Directions: I'd like every line from the material below that has "impl" in it.

**********

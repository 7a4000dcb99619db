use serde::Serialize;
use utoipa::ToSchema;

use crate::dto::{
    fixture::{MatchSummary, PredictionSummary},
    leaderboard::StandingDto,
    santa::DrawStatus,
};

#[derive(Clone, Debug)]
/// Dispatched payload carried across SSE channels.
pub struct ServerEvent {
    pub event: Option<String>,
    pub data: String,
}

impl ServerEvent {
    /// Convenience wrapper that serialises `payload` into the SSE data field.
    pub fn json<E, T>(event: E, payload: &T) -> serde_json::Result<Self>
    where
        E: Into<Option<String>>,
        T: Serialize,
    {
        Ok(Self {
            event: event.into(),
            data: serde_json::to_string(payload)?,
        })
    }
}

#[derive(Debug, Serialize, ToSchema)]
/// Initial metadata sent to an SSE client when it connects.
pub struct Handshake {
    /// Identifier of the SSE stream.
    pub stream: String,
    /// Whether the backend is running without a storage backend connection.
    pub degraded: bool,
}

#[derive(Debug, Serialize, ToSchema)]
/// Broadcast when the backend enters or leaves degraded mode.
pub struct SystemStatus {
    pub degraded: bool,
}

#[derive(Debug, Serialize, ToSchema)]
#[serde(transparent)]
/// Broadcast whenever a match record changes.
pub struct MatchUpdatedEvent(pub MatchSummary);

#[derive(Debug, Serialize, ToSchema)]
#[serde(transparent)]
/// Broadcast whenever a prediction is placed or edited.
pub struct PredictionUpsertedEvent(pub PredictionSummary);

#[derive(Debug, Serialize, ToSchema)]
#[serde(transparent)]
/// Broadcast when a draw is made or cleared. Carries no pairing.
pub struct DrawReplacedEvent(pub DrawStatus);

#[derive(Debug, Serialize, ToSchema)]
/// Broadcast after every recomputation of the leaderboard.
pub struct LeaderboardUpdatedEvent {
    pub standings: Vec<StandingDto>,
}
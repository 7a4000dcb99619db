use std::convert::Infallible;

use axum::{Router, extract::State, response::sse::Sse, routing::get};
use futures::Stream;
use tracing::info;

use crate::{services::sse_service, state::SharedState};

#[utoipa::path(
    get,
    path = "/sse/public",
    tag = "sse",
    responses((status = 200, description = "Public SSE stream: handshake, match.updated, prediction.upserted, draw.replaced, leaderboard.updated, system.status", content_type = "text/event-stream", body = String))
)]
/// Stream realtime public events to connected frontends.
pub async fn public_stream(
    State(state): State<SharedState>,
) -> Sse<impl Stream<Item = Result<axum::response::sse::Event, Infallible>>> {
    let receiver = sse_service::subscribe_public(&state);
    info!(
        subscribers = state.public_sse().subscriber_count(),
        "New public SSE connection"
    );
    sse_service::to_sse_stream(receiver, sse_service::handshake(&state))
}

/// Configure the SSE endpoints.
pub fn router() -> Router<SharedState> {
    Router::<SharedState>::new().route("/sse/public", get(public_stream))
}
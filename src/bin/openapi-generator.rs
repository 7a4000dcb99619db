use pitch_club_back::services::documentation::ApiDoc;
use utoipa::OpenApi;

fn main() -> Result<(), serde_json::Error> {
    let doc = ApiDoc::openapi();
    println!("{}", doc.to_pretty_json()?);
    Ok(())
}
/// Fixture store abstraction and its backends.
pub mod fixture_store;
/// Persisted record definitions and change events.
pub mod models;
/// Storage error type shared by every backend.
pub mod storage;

**********

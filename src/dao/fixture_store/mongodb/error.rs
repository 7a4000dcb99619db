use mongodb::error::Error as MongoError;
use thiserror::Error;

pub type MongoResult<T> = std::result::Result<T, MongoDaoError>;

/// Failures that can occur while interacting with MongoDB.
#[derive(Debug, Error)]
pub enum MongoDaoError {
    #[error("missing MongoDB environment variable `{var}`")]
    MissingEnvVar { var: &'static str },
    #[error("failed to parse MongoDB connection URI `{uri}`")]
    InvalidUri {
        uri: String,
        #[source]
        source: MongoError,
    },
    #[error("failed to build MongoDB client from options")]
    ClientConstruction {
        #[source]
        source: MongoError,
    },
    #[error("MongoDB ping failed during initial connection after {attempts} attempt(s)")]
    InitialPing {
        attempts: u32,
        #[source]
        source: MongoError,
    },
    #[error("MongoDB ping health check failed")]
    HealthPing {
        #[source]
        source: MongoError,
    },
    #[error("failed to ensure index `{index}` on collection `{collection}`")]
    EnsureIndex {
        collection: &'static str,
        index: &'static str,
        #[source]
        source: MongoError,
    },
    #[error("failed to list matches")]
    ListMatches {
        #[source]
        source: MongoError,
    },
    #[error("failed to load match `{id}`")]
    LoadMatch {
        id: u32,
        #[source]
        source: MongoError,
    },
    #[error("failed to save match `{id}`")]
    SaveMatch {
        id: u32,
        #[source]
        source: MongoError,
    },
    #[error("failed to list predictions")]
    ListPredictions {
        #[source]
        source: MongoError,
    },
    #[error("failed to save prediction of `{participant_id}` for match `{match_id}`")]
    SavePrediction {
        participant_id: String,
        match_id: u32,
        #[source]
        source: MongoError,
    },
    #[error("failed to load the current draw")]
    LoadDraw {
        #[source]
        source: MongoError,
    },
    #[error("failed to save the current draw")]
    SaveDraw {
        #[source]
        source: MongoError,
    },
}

**********

Written solution:
impl ServerEvent {
) -> Sse<impl Stream<Item = Result<axum::response::sse::Event, Infallible>>> {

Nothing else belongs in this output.